Com a evolução do projeto, outros resultados importantes podem ser citados:

  • Redução dos episódios de reagudização dos sintomas evitando internação para tratamento. Quando há manifestação, esses apresentam-se mais brandos;
  • Redução da medicação e de consultas psiquiátricas;
  • Aumento da autoestima e da valorização pessoal dos usuários participantes;
  • Melhora na qualidade da estadia de pacientes hospitalizados;
  • Gradativo reconhecimento e aumento de convites de entidades e hospitais para apresentações em suas dependências.
  • Melhora do ambiente e da relação entre as equipes técnicas e pacientes das unidades visitadas;
  • Os usuários tornaram-se sujeitos ativos na assistência ao próximo. Percebendo a condição do outro, adquiriram um novo papel social transmutando sua posição na sociedade;
  • Percepção da melhora nos quadros clínicos dos pacientes visitados e consequentemente redução do tempo da estadia no hospital;
  • Conforme o grupo vai se apresentando nos diversos locais da cidade e ganhando visibilidade, gradativamente os estigmas da doença mental vão sendo dissipados, fazendo com que os portadores destes transtornos possam ter uma vida pró ativa na sociedade, proporcionando assim uma inclusão mais efetiva.
  • Retorno dos participantes:
  • Outro fator importante foi que os ensaios revelaram-se um exercício de convivência, com todas as vicissitudes que surgiram ao longo do trabalho. A oficina terapêutica, é sobretudo, um espaço de socialização em que o canto é meio de aproximação e integração social. Todos esses fatores influenciaram de forma benéfica nas relações interpessoais e intrapessoais.
  • Esse convivío também desenvolveu vínculos de amizade e afeto entre os usuários do grupo, indo além das oficinas e apresentações dentro das instituições, pois passaram a combinar encontros, passeios e visitas um à casa do outro.
  • Esse trabalho em grupo ainda traz ao mesmo tempo responsabilidade e autonomia aos usuários, com acordo solidário na divisão de tarefas, conforme as possibilidades de cada um, resgatando o sujeito social e participante de sua comunidade.
  • Além dos resultados positivos alcançados naquilo que se propõe, o Clave de Sois é um projeto inovador. Considerando que em sua fase de idealização, foram realizadas diversas pesquisas, inclusive para encontrar experiências parecidas com intuito de auxiliar na sua elaboração. Contudo, de todas as pesquisas realizadas, até o momento, não foi encontrada nenhuma experiência referente a pessoas com transtornos mentais, indivíduos historicamente estigmatizados pela sociedade, desenvolvendo essas ações musicais em hospitais. Habitualmente, essas pessoas estão condicionadas a receber assistência e não realizar algo em prol de outros, caracterizando essa ação como inovadora.
Conte um pouco mais: 

“A música fez bem, bem gostosa, tocou lá no fundo, muito bom!”
(D.F. P. paciente hospitalizada)

“[…] Eu particularmente, estou na área de saúde há mais de 50 anos, vejo com bons olhos para a recuperação do paciente, a pessoa que está lá acamada, a música deixa mais alegre, dá mais sentido pra vida. […] a gente viu aquele senhor que não queria nem sair mais daqui […] ajuda na recuperação do paciente esse trabalho.”
(Hilário Dalmann - O diretor do Hospital Bethesda),

“O trabalho desenvolvido por vocês encanta, emociona, acalma a alma. O amor envolvido na música, nos gestos, no sorriso, durante as visitas do grupo ao hospital aliviam as dores, acalentam o coração dos pacientes, de seus familiares e acompanhantes e da própria equipe de saúde, todos sorrimos, choramos, nos emocionamos e certamente, revigoramos a fé no amor e na vida.”
(Graziela Riemenschneider - enfermeira coordenadora do setor de Controle de Infecção Hospitalar do Hospital Regional de Joinville)

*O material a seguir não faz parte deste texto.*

//! Caption rendering onto a thumbnail.
//!
//! Glyphs come from a TrueType font loaded off disk with `rusttype`;
//! coverage values are alpha-blended into the thumbnail's RGBA buffer.
//! Placement and size are the named defaults in [`crate::config`]: a fixed
//! offset from the top-left corner, 16 pt, white. Text that falls outside
//! the image (short thumbnails put the offset below the bottom edge) is
//! clipped, not an error.

use crate::config::{CAPTION_COLOR, CAPTION_OFFSET, CAPTION_SIZE_PT};
use image::{Rgba, RgbaImage};
use rusttype::{Font, Scale, point};
use std::path::{Path, PathBuf};
use thiserror::Error;

#[derive(Error, Debug)]
pub enum CaptionError {
    #[error("Cannot read font {0}: {1}")]
    FontRead(PathBuf, std::io::Error),
    #[error("Not a usable TrueType font: {0}")]
    FontParse(PathBuf),
}

/// Load and parse a TrueType font file.
pub fn load_font(path: &Path) -> Result<Font<'static>, CaptionError> {
    let bytes = std::fs::read(path).map_err(|e| CaptionError::FontRead(path.to_path_buf(), e))?;
    Font::try_from_vec(bytes).ok_or_else(|| CaptionError::FontParse(path.to_path_buf()))
}

/// Draw the caption text at the fixed offset, in the fixed size and color.
pub fn draw_caption(image: &mut RgbaImage, font: &Font, text: &str) {
    draw_text(
        image,
        text,
        font,
        Scale::uniform(CAPTION_SIZE_PT),
        CAPTION_OFFSET.0,
        CAPTION_OFFSET.1,
        Rgba(CAPTION_COLOR),
    );
}

/// Alpha-blend `overlay` into `base` (over operator, result opaque-biased).
fn blend_pixel(base: &mut Rgba<u8>, overlay: &Rgba<u8>) {
    let alpha = overlay[3] as f32 / 255.0;
    if alpha <= 0.0 {
        return;
    }

    let inv_alpha = 1.0 - alpha;
    for idx in 0..3 {
        base[idx] = (overlay[idx] as f32 * alpha + base[idx] as f32 * inv_alpha)
            .round()
            .clamp(0.0, 255.0) as u8;
    }
    base[3] = base[3].max(overlay[3]);
}

/// Rasterize `text` at `(x, y)` onto `canvas`, clipping at the edges.
fn draw_text(
    canvas: &mut RgbaImage,
    text: &str,
    font: &Font,
    scale: Scale,
    x: u32,
    y: u32,
    color: Rgba<u8>,
) {
    let v_metrics = font.v_metrics(scale);
    let glyphs: Vec<_> = font
        .layout(text, scale, point(0.0, v_metrics.ascent))
        .collect();

    for glyph in glyphs {
        if let Some(bb) = glyph.pixel_bounding_box() {
            glyph.draw(|gx, gy, gv| {
                let px = x as i32 + gx as i32 + bb.min.x;
                let py = y as i32 + gy as i32 + bb.min.y;

                if px < 0 || py < 0 || px >= canvas.width() as i32 || py >= canvas.height() as i32 {
                    return;
                }

                let alpha = (gv * color[3] as f32).round() as u8;
                let overlay = Rgba([color[0], color[1], color[2], alpha]);
                let pixel = canvas.get_pixel_mut(px as u32, py as u32);
                blend_pixel(pixel, &overlay);
            });
        }
    }
}
//! Run configuration.
//!
//! A [`MontageConfig`] is built once from the parsed command line and passed
//! by reference into every pipeline stage — nothing reads global state. The
//! caption placement constants live here as named defaults rather than
//! literals scattered through the drawing code.

use std::path::PathBuf;

/// Horizontal and vertical caption offset from a thumbnail's top-left corner,
/// in pixels.
pub const CAPTION_OFFSET: (u32, u32) = (10, 200);

/// Caption font size in points.
pub const CAPTION_SIZE_PT: f32 = 16.0;

/// Caption color (white, fully opaque).
pub const CAPTION_COLOR: [u8; 4] = [255, 255, 255, 255];

/// Font used when `--font` is not given.
pub const DEFAULT_FONT: &str = "/usr/share/fonts/TTF/DejaVuSans.ttf";

/// Immutable parameters for one montage run.
#[derive(Debug, Clone)]
pub struct MontageConfig {
    /// Thumbnails per row.
    pub columns: u32,
    /// Pixel gap between adjacent thumbnails and between adjacent rows.
    pub margin: u32,
    /// Thumbnail height bound in pixels (scale down only).
    pub height: u32,
    /// Thumbnail width bound in pixels (scale down only).
    pub width: u32,
    /// TrueType font file used for captions.
    pub font: PathBuf,
    /// Caption template with `$index` and `$basename` placeholders.
    pub text_format: String,
    /// Reorder thumbnails by ascending height, descending width within ties.
    pub fit: bool,
    /// Source directory, scanned non-recursively.
    pub dir: PathBuf,
    /// Output file path; format inferred from the extension.
    pub out: PathBuf,
}

impl Default for MontageConfig {
    fn default() -> Self {
        Self {
            columns: 4,
            margin: 3,
            height: 400,
            width: 500,
            font: PathBuf::from(DEFAULT_FONT),
            text_format: "[$index] $basename".to_string(),
            fit: false,
            dir: PathBuf::new(),
            out: PathBuf::new(),
        }
    }
}

#[cfg(test)]
mod tests {
    use super::*;

    #[test]
    fn default_values_match_cli_defaults() {
        let config = MontageConfig::default();
        assert_eq!(config.columns, 4);
        assert_eq!(config.margin, 3);
        assert_eq!(config.height, 400);
        assert_eq!(config.width, 500);
        assert_eq!(config.font, PathBuf::from(DEFAULT_FONT));
        assert_eq!(config.text_format, "[$index] $basename");
        assert!(!config.fit);
    }
}
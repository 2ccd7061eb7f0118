//! GPU SDF volume generation
//!
//! `load_scene` records the whole chain in one submission:
//!
//! 1. clear both volumes (scene to 1.0 "empty", material to 0)
//! 2. `generate_mat_volume` culls brushes per tile then per material cell and
//!    appends the surviving cells
//! 3. `generate_indirect_args` sizes `generate_scene_volume`, which evaluates
//!    mip 0 only inside appended cells
//! 4. per coarser mip: `generate_mip_dispatch` appends cells with material in
//!    their dilated footprint, then `generate_mip_map` reduces those cells
//!
//! No count is read back; every sparse stage is an indirect dispatch.

use glam::UVec3;

use crate::core::error::Error;
use crate::core::types::Result;
use crate::render::arena::{uniform_layout_entry, ConstantBufferArena, Segment};
use crate::render::resources::{
    create_compute_pipeline, create_storage_buffer, mip_extent, reserve_volume, storage_layout_entry,
    storage_texture_layout_entry, volume_read_layout_entry, ReservedBuffer, VolumeTexture,
};
use crate::render::shaders::ShaderKind;
use crate::render::texture_util::TextureUtilPipeline;
use crate::sdf::brush::FlattenedBrushes;
use crate::sdf::params::SdfGenerationParams;
use crate::sdf::scene::SdfScene;
use crate::sdf::volume::{assert_volume_shapes, SceneVolumes};
use crate::sdf::{GENERATE_MAT_VOLUME_KERNEL_SIZE, MAX_BRUSH_COUNT_FACTOR, SCENE_MIP_COUNT};

/// Seed of a cell list: zero entries, dispatch args (0, 1, 1)
const CELL_LIST_SEED: [u32; 4] = [0, 0, 1, 1];
/// Byte offset of the dispatch args inside a cell list
pub const CELL_LIST_ARGS_OFFSET: u64 = 4;
/// Header words before the first cell entry
const CELL_LIST_HEADER_WORDS: u64 = 4;

const CELL_LIST_LABELS: [&str; SCENE_MIP_COUNT as usize] = [
    "sdf_cells_mip0",
    "sdf_cells_mip1",
    "sdf_cells_mip2",
    "sdf_cells_mip3",
    "sdf_cells_mip4",
];

/// Lifecycle of the loaded scene
#[derive(Clone, Copy, Debug, PartialEq, Eq)]
pub enum SceneState {
    Unloaded,
    Loading,
    Loaded,
}

impl SceneState {
    /// Enter `Loading`; loading over a live scene is a setup bug
    pub fn begin_load(&mut self) {
        assert!(
            *self == SceneState::Unloaded,
            "scene is already loaded (state {self:?}); unload it first"
        );
        *self = SceneState::Loading;
    }

    /// Leave any state for `Unloaded`; false when nothing was loaded
    pub fn unload(&mut self) -> bool {
        let was_loaded = *self != SceneState::Unloaded;
        *self = SceneState::Unloaded;
        was_loaded
    }
}

/// Brush data uploaded for the current scene
struct BrushBuffers {
    brushes: wgpu::Buffer,
    parameters: wgpu::Buffer,
    samples: wgpu::Buffer,
}

/// Scene metadata kept while loaded
#[derive(Clone, Debug, PartialEq)]
pub struct LoadedScene {
    pub size: UVec3,
    pub origin: glam::Vec3,
    pub grid_size: f32,
    pub brush_count: u32,
}
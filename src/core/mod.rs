//! Core types and utilities

pub mod types;
pub mod error;
pub mod logging;
pub mod camera;
pub mod config;
pub mod time;

pub use types::*;
pub use error::Error;
//! Final copy of the shading target into a camera's output

use std::collections::HashMap;

use crate::core::types::Result;
use crate::frame::params::BlitParams;
use crate::render::arena::{uniform_layout_entry, ConstantBufferArena, Segment};
use crate::render::shaders::ShaderKind;

pub struct BlitPipeline {
    shader: wgpu::ShaderModule,
    layout: wgpu::PipelineLayout,
    bind_group_layout: wgpu::BindGroupLayout,
    sampler: wgpu::Sampler,
    /// One pipeline per output format, built on first use
    pipelines: HashMap<wgpu::TextureFormat, wgpu::RenderPipeline>,
    upright: Segment<BlitParams>,
    flipped: Segment<BlitParams>,
}

impl BlitPipeline {
    pub fn new(device: &wgpu::Device, arena: &mut ConstantBufferArena) -> Result<Self> {
        let shader = ShaderKind::Blit.create_module(device)?;

        let bind_group_layout = device.create_bind_group_layout(&wgpu::BindGroupLayoutDescriptor {
            label: Some("blit_bind_group_layout"),
            entries: &[
                uniform_layout_entry(0, wgpu::ShaderStages::FRAGMENT),
                wgpu::BindGroupLayoutEntry {
                    binding: 1,
                    visibility: wgpu::ShaderStages::FRAGMENT,
                    ty: wgpu::BindingType::Texture {
                        sample_type: wgpu::TextureSampleType::Float { filterable: true },
                        view_dimension: wgpu::TextureViewDimension::D2,
                        multisampled: false,
                    },
                    count: None,
                },
                wgpu::BindGroupLayoutEntry {
                    binding: 2,
                    visibility: wgpu::ShaderStages::FRAGMENT,
                    ty: wgpu::BindingType::Sampler(wgpu::SamplerBindingType::Filtering),
                    count: None,
                },
            ],
        });

        let layout = device.create_pipeline_layout(&wgpu::PipelineLayoutDescriptor {
            label: Some("blit_pipeline_layout"),
            bind_group_layouts: &[&bind_group_layout],
            immediate_size: 0,
        });

        let sampler = device.create_sampler(&wgpu::SamplerDescriptor {
            label: Some("blit_sampler"),
            mag_filter: wgpu::FilterMode::Linear,
            min_filter: wgpu::FilterMode::Linear,
            ..Default::default()
        });

        Ok(Self {
            shader,
            layout,
            bind_group_layout,
            sampler,
            pipelines: HashMap::new(),
            upright: arena.register(),
            flipped: arena.register(),
        })
    }

    /// Write both orientation blocks; they never change between frames
    pub fn update(&self, queue: &wgpu::Queue, arena: &ConstantBufferArena) {
        arena.update(queue, self.upright, &BlitParams::new(false));
        arena.update(queue, self.flipped, &BlitParams::new(true));
    }

    fn pipeline(&mut self, device: &wgpu::Device, format: wgpu::TextureFormat) -> &wgpu::RenderPipeline {
        self.pipelines.entry(format).or_insert_with(|| {
            log::debug!("creating blit pipeline for {format:?}");
            device.create_render_pipeline(&wgpu::RenderPipelineDescriptor {
                label: Some("blit_pipeline"),
                layout: Some(&self.layout),
                vertex: wgpu::VertexState {
                    module: &self.shader,
                    entry_point: Some("vs_fullscreen"),
                    buffers: &[],
                    compilation_options: Default::default(),
                },
                primitive: wgpu::PrimitiveState {
                    topology: wgpu::PrimitiveTopology::TriangleList,
                    ..Default::default()
                },
                depth_stencil: None,
                multisample: wgpu::MultisampleState::default(),
                fragment: Some(wgpu::FragmentState {
                    module: &self.shader,
                    entry_point: Some("fs_blit"),
                    targets: &[Some(wgpu::ColorTargetState {
                        format,
                        blend: None,
                        write_mask: wgpu::ColorWrites::ALL,
                    })],
                    compilation_options: Default::default(),
                }),
                multiview_mask: None,
                cache: None,
            })
        })
    }

    /// Copy `source` over `target`
    #[allow(clippy::too_many_arguments)]
    pub fn record(
        &mut self,
        device: &wgpu::Device,
        encoder: &mut wgpu::CommandEncoder,
        arena: &ConstantBufferArena,
        source: &wgpu::TextureView,
        target: &wgpu::TextureView,
        format: wgpu::TextureFormat,
        flip_y: bool,
    ) {
        let params = if flip_y { self.flipped } else { self.upright };
        let bind_group = device.create_bind_group(&wgpu::BindGroupDescriptor {
            label: Some("blit_bind_group"),
            layout: &self.bind_group_layout,
            entries: &[
                wgpu::BindGroupEntry {
                    binding: 0,
                    resource: arena.binding(params),
                },
                wgpu::BindGroupEntry {
                    binding: 1,
                    resource: wgpu::BindingResource::TextureView(source),
                },
                wgpu::BindGroupEntry {
                    binding: 2,
                    resource: wgpu::BindingResource::Sampler(&self.sampler),
                },
            ],
        });
        let pipeline = self.pipeline(device, format);

        let mut pass = encoder.begin_render_pass(&wgpu::RenderPassDescriptor {
            label: Some("blit_pass"),
            color_attachments: &[Some(wgpu::RenderPassColorAttachment {
                view: target,
                resolve_target: None,
                ops: wgpu::Operations {
                    load: wgpu::LoadOp::Clear(wgpu::Color::BLACK),
                    store: wgpu::StoreOp::Store,
                },
                depth_slice: None,
            })],
            depth_stencil_attachment: None,
            timestamp_writes: None,
            occlusion_query_set: None,
            multiview_mask: None,
        });

        pass.set_pipeline(pipeline);
        pass.set_bind_group(0, &bind_group, &[]);
        pass.draw(0..3, 0..1);
    }
}
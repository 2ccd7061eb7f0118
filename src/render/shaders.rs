//! Shader registry
//!
//! The set of shaders is closed: each [`ShaderKind`] owns a WGSL source and
//! the entry points the host dispatches by name. A source missing any of
//! them fails initialization with [`Error::MissingKernel`].

use crate::core::error::Error;
use crate::core::types::Result;

#[derive(Clone, Copy, Debug, PartialEq, Eq, Hash)]
pub enum ShaderKind {
    TextureUtil,
    SdfGeneration,
    RayMarching,
    FluidSolver,
    ParticleDebug,
    Deferred,
    Opaque,
    Blit,
}

impl ShaderKind {
    pub const ALL: [ShaderKind; 8] = [
        ShaderKind::TextureUtil,
        ShaderKind::SdfGeneration,
        ShaderKind::RayMarching,
        ShaderKind::FluidSolver,
        ShaderKind::ParticleDebug,
        ShaderKind::Deferred,
        ShaderKind::Opaque,
        ShaderKind::Blit,
    ];

    pub fn name(self) -> &'static str {
        match self {
            ShaderKind::TextureUtil => "texture_util",
            ShaderKind::SdfGeneration => "sdf_generation",
            ShaderKind::RayMarching => "ray_marching",
            ShaderKind::FluidSolver => "fluid_solver",
            ShaderKind::ParticleDebug => "particle_debug",
            ShaderKind::Deferred => "deferred",
            ShaderKind::Opaque => "opaque",
            ShaderKind::Blit => "blit",
        }
    }

    pub fn source(self) -> &'static str {
        match self {
            ShaderKind::TextureUtil => include_str!("../../shaders/texture_util.wgsl"),
            ShaderKind::SdfGeneration => include_str!("../../shaders/sdf_generation.wgsl"),
            ShaderKind::RayMarching => include_str!("../../shaders/ray_marching.wgsl"),
            ShaderKind::FluidSolver => include_str!("../../shaders/fluid_solver.wgsl"),
            ShaderKind::ParticleDebug => include_str!("../../shaders/particle_debug.wgsl"),
            ShaderKind::Deferred => include_str!("../../shaders/deferred.wgsl"),
            ShaderKind::Opaque => include_str!("../../shaders/opaque.wgsl"),
            ShaderKind::Blit => include_str!("../../shaders/blit.wgsl"),
        }
    }

    /// Entry points the host looks up by name
    pub fn required_kernels(self) -> &'static [&'static str] {
        match self {
            ShaderKind::TextureUtil => &["clear_volume_f32", "clear_volume_u32"],
            ShaderKind::SdfGeneration => &[
                "generate_mat_volume",
                "generate_indirect_args",
                "generate_scene_volume",
                "generate_mip_dispatch",
                "generate_mip_map",
            ],
            ShaderKind::RayMarching => &["tiled_marching", "ray_marching"],
            ShaderKind::FluidSolver => &[
                "init_particle_pool",
                "add_particles",
                "clear_grid_level0",
                "clear_grid_level1",
                "generate_indirect_args0",
                "clear_partition_sums",
                "generate_particle_histogram",
                "generate_indirect_args1",
                "generate_particle_offsets",
                "sort_particles",
                "generate_indirect_args2",
                "particle_to_grid0",
                "particle_to_grid1",
                "solve_grid_level0",
                "solve_grid_level1",
                "grid_to_particle",
            ],
            ShaderKind::ParticleDebug => &["vs_particle", "fs_particle"],
            ShaderKind::Deferred => &["vs_fullscreen", "fs_skybox", "fs_compose"],
            ShaderKind::Opaque => &["vs_opaque", "fs_opaque"],
            ShaderKind::Blit => &["vs_fullscreen", "fs_blit"],
        }
    }

    /// Check that every required entry point is declared in `source`
    pub fn check_kernels(self, source: &str) -> Result<()> {
        let declared = entry_points(source);
        for &entry_point in self.required_kernels() {
            if !declared.contains(&entry_point) {
                return Err(Error::MissingKernel {
                    shader: self.name(),
                    entry_point,
                });
            }
        }
        Ok(())
    }

    /// Validate the kernel table and compile the module
    pub fn create_module(self, device: &wgpu::Device) -> Result<wgpu::ShaderModule> {
        self.check_kernels(self.source())?;
        Ok(device.create_shader_module(wgpu::ShaderModuleDescriptor {
            label: Some(self.name()),
            source: wgpu::ShaderSource::Wgsl(self.source().into()),
        }))
    }
}

/// Names of functions marked `@compute`, `@vertex` or `@fragment`
pub fn entry_points(source: &str) -> Vec<&str> {
    let mut names = Vec::new();
    let mut stage_pending = false;
    let mut tokens = source
        .lines()
        .map(|line| line.split("//").next().unwrap_or(""))
        .flat_map(str::split_whitespace);

    while let Some(token) = tokens.next() {
        if ["@compute", "@vertex", "@fragment"].iter().any(|s| token.starts_with(s)) {
            stage_pending = true;
        } else if token == "fn" {
            if let Some(name) = tokens.next() {
                if stage_pending {
                    names.push(name.split('(').next().unwrap_or(name));
                }
            }
            stage_pending = false;
        }
    }
    names
}

#[cfg(test)]
mod tests {
    use super::*;

    #[test]
    fn test_entry_point_scan() {
        let src = r#"
            fn helper(x: f32) -> f32 { return x; }
            // @compute fn commented_out() {}
            @compute @workgroup_size(64)
            fn first(@builtin(global_invocation_id) id: vec3<u32>) {}
            @vertex fn vs(@builtin(vertex_index) i: u32) -> @builtin(position) vec4<f32> { return vec4(0.0); }
            @fragment
            fn fs () -> @location(0) vec4<f32> { return vec4(1.0); }
        "#;
        assert_eq!(entry_points(src), vec!["first", "vs", "fs"]);
    }

    #[test]
    fn test_missing_kernel_is_reported() {
        let src = "@compute @workgroup_size(8, 8, 8) fn clear_volume_f32() {}";
        match ShaderKind::TextureUtil.check_kernels(src) {
            Err(Error::MissingKernel { shader, entry_point }) => {
                assert_eq!(shader, "texture_util");
                assert_eq!(entry_point, "clear_volume_u32");
            }
            other => panic!("expected missing kernel, got {other:?}"),
        }
    }

    #[test]
    fn test_bundled_sources_declare_all_kernels() {
        for kind in ShaderKind::ALL {
            kind.check_kernels(kind.source())
                .unwrap_or_else(|e| panic!("{}: {e}", kind.name()));
        }
    }
}
//! Shared constant-buffer arena
//!
//! Every parameter block used by any shader lives in one uniform buffer.
//! Pipelines register their block types during initialization, the arena is
//! finalized once, and afterwards each segment is updated with
//! `queue.write_buffer` at its offset and bound as a sub-range.

use std::marker::PhantomData;

use bytemuck::Pod;

/// Smallest constant-buffer binding the hardware accepts
pub const MIN_SEGMENT_SIZE: u64 = 16;

/// Typed handle to a registered region of the arena
pub struct Segment<T> {
    offset: u64,
    size: u64,
    _marker: PhantomData<fn() -> T>,
}

impl<T> Clone for Segment<T> {
    fn clone(&self) -> Self {
        *self
    }
}

impl<T> Copy for Segment<T> {}

impl<T> std::fmt::Debug for Segment<T> {
    fn fmt(&self, f: &mut std::fmt::Formatter<'_>) -> std::fmt::Result {
        f.debug_struct("Segment")
            .field("type", &std::any::type_name::<T>())
            .field("offset", &self.offset)
            .field("size", &self.size)
            .finish()
    }
}

impl<T> Segment<T> {
    /// Byte offset into the arena
    pub fn offset(&self) -> u64 {
        self.offset
    }

    /// Bound size in bytes
    pub fn size(&self) -> u64 {
        self.size
    }
}

fn align_up(value: u64, alignment: u64) -> u64 {
    value.div_ceil(alignment) * alignment
}

/// CPU-side bookkeeping of segment placement
#[derive(Clone, Debug)]
pub struct ArenaLayout {
    alignment: u64,
    cursor: u64,
    segment_count: usize,
    finalized: bool,
}

impl ArenaLayout {
    pub fn new(alignment: u64) -> Self {
        assert!(alignment.is_power_of_two(), "constant buffer alignment must be a power of two");
        Self {
            alignment,
            cursor: 0,
            segment_count: 0,
            finalized: false,
        }
    }

    /// Reserve a segment for parameter block `T`
    ///
    /// Panics once the layout is finalized.
    pub fn register<T: Pod>(&mut self) -> Segment<T> {
        assert!(
            !self.finalized,
            "constant buffer segment {} registered after the arena was finalized",
            std::any::type_name::<T>()
        );

        let size = align_up((std::mem::size_of::<T>() as u64).max(MIN_SEGMENT_SIZE), MIN_SEGMENT_SIZE);
        let offset = self.cursor;
        self.cursor = align_up(offset + size, self.alignment);
        self.segment_count += 1;

        Segment {
            offset,
            size,
            _marker: PhantomData,
        }
    }

    /// Total bytes needed to back every registered segment
    pub fn total_size(&self) -> u64 {
        self.cursor.max(MIN_SEGMENT_SIZE)
    }

    pub fn alignment(&self) -> u64 {
        self.alignment
    }

    pub fn segment_count(&self) -> usize {
        self.segment_count
    }

    pub fn is_finalized(&self) -> bool {
        self.finalized
    }
}

/// GPU uniform buffer subdivided into registered segments
pub struct ConstantBufferArena {
    layout: ArenaLayout,
    buffer: Option<wgpu::Buffer>,
    generation: u64,
}

impl ConstantBufferArena {
    pub fn new(device: &wgpu::Device) -> Self {
        let alignment = device.limits().min_uniform_buffer_offset_alignment as u64;
        Self {
            layout: ArenaLayout::new(alignment),
            buffer: None,
            generation: 0,
        }
    }

    /// See [`ArenaLayout::register`]
    pub fn register<T: Pod>(&mut self) -> Segment<T> {
        self.layout.register()
    }

    /// Freeze the layout and (re)allocate the backing buffer if its size changed
    ///
    /// Must be called between frames. Every reallocation bumps
    /// [`generation`](Self::generation) so bind groups built on the old buffer
    /// can be detected and rebuilt.
    pub fn finalize(&mut self, device: &wgpu::Device) {
        self.layout.finalized = true;
        let size = self.layout.total_size();

        if self.buffer.as_ref().is_some_and(|b| b.size() == size) {
            return;
        }

        self.buffer = Some(device.create_buffer(&wgpu::BufferDescriptor {
            label: Some("constant_buffer_arena"),
            size,
            usage: wgpu::BufferUsages::UNIFORM | wgpu::BufferUsages::COPY_DST,
            mapped_at_creation: false,
        }));
        self.generation += 1;

        log::debug!(
            "constant buffer arena: {} segments, {} bytes (generation {})",
            self.layout.segment_count(), size, self.generation
        );
    }

    /// Allow further registrations, e.g. after shader sources were reloaded
    ///
    /// Existing segments keep their offsets; the next `finalize` grows the
    /// buffer if needed.
    pub fn reopen(&mut self) {
        self.layout.finalized = false;
    }

    pub fn layout(&self) -> &ArenaLayout {
        &self.layout
    }

    pub fn generation(&self) -> u64 {
        self.generation
    }

    fn buffer(&self) -> &wgpu::Buffer {
        match &self.buffer {
            Some(buffer) => buffer,
            None => panic!("constant buffer arena used before finalize"),
        }
    }

    /// Write a parameter block into its segment
    pub fn update<T: Pod>(&self, queue: &wgpu::Queue, segment: Segment<T>, data: &T) {
        queue.write_buffer(self.buffer(), segment.offset, bytemuck::bytes_of(data));
    }

    /// Binding resource exposing exactly the segment's range
    pub fn binding<T>(&self, segment: Segment<T>) -> wgpu::BindingResource<'_> {
        wgpu::BindingResource::Buffer(wgpu::BufferBinding {
            buffer: self.buffer(),
            offset: segment.offset,
            size: wgpu::BufferSize::new(segment.size),
        })
    }
}

/// Layout entry for a uniform bound from the arena
pub fn uniform_layout_entry(binding: u32, visibility: wgpu::ShaderStages) -> wgpu::BindGroupLayoutEntry {
    wgpu::BindGroupLayoutEntry {
        binding,
        visibility,
        ty: wgpu::BindingType::Buffer {
            ty: wgpu::BufferBindingType::Uniform,
            has_dynamic_offset: false,
            min_binding_size: None,
        },
        count: None,
    }
}
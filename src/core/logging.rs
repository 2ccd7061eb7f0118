//! Logging initialization

/// Initialize the logging system
///
/// Uses env_logger with default filter level of `info`.
/// Override with RUST_LOG environment variable.
///
/// # Example
/// ```
/// antares::core::logging::init();
/// log::info!("Renderer started");
/// ```
pub fn init() {
    // Tests and the demo may both call this; only the first wins.
    let _ = env_logger::Builder::from_env(
        env_logger::Env::default().default_filter_or("info")
    ).try_init();
}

“[...]A gente faz o bem com o que faz bem pra nós”.
(D.M. usuária participante do projeto)

“[…] Depois que eu entrei no Clave, […] eu consegui me libertar da maioria dos remédios, o psiquiatra agora só faço acompanhamento a cada 6 meses, já não tenho mais aquelas consultas mensais[...]”
(M.V. usuária participante do projeto)

Quando eu faço as visitas […] no hospital, eu me sinto bem, porque eu levo alegria pra eles […]. Através da música eu faço eles esquecerem os seus problemas, a sua doença.”